Information shown:
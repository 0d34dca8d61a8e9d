//! Configuration loader for SparkAI.
//!
//! Reads `config.toml` from the data directory (`~/.sparkai/` in production)
//! and deserializes it into [`SparkConfig`]. Falls back to defaults when the
//! file is missing or malformed.

use std::path::Path;

use sparkai_types::config::SparkConfig;

/// File name of the configuration inside the data directory.
pub const CONFIG_FILE: &str = "config.toml";

/// Environment variable that overrides `[provider] base_url`.
pub const BASE_URL_ENV: &str = "DEEPSEEK_BASE_URL";

/// Load configuration from `{data_dir}/config.toml`.
///
/// - If the file does not exist, returns [`SparkConfig::default()`].
/// - If the file exists but fails to parse, logs a warning and returns the default.
/// - `DEEPSEEK_BASE_URL`, when set and non-empty, replaces the configured base URL.
pub async fn load_config(data_dir: &Path) -> SparkConfig {
    let mut config = read_config_file(data_dir).await;

    if let Ok(url) = std::env::var(BASE_URL_ENV) {
        apply_base_url_override(&mut config, &url);
    }

    config
}

async fn read_config_file(data_dir: &Path) -> SparkConfig {
    let config_path = data_dir.join(CONFIG_FILE);

    let content = match tokio::fs::read_to_string(&config_path).await {
        Ok(content) => content,
        Err(err) if err.kind() == std::io::ErrorKind::NotFound => {
            tracing::debug!("No config.toml found at {}, using defaults", config_path.display());
            return SparkConfig::default();
        }
        Err(err) => {
            tracing::warn!("Failed to read {}: {err}, using defaults", config_path.display());
            return SparkConfig::default();
        }
    };

    match toml::from_str::<SparkConfig>(&content) {
        Ok(config) => config,
        Err(err) => {
            tracing::warn!(
                "Failed to parse {}: {err}, using defaults",
                config_path.display()
            );
            SparkConfig::default()
        }
    }
}

fn apply_base_url_override(config: &mut SparkConfig, url: &str) {
    let url = url.trim();
    if !url.is_empty() {
        tracing::debug!(base_url = url, "base URL overridden from {BASE_URL_ENV}");
        config.provider.base_url = url.to_string();
    }
}

#[cfg(test)]
mod tests {
    use super::*;
    use tempfile::TempDir;

    #[tokio::test]
    async fn read_config_missing_file_returns_default() {
        let tmp = TempDir::new().unwrap();
        let config = read_config_file(tmp.path()).await;
        assert_eq!(config.provider.base_url, "https://api.deepseek.com");
        assert_eq!(config.provider.generation.max_tokens, 2048);
        assert_eq!(config.storage.snapshot_debounce_ms, 500);
    }

    #[tokio::test]
    async fn read_config_valid_toml_returns_parsed() {
        let tmp = TempDir::new().unwrap();
        tokio::fs::write(
            tmp.path().join(CONFIG_FILE),
            r#"
[provider]
model = "deepseek-reasoner"
max_tokens = 4096
api_key_env = "MY_KEY"

[storage]
snapshot_debounce_ms = 100
"#,
        )
        .await
        .unwrap();

        let config = read_config_file(tmp.path()).await;
        assert_eq!(config.provider.generation.model, "deepseek-reasoner");
        assert_eq!(config.provider.generation.max_tokens, 4096);
        assert_eq!(config.provider.api_key_env, "MY_KEY");
        assert_eq!(config.storage.snapshot_debounce_ms, 100);
    }

    #[tokio::test]
    async fn read_config_invalid_toml_returns_default() {
        let tmp = TempDir::new().unwrap();
        tokio::fs::write(tmp.path().join(CONFIG_FILE), "this is not { valid toml !!!")
            .await
            .unwrap();

        let config = read_config_file(tmp.path()).await;
        assert_eq!(config.provider.generation.model, "deepseek-chat");
    }

    #[test]
    fn base_url_override_ignores_blank() {
        let mut config = SparkConfig::default();
        apply_base_url_override(&mut config, "   ");
        assert_eq!(config.provider.base_url, "https://api.deepseek.com");

        apply_base_url_override(&mut config, "http://localhost:8000/v1 ");
        assert_eq!(config.provider.base_url, "http://localhost:8000/v1");
    }
}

Task prompt: Report every line of the records that contains the word "using".

Problem solution:
            tracing::debug!("No config.toml found at {}, using defaults", config_path.display());
            tracing::warn!("Failed to read {}: {err}, using defaults", config_path.display());
                "Failed to parse {}: {err}, using defaults",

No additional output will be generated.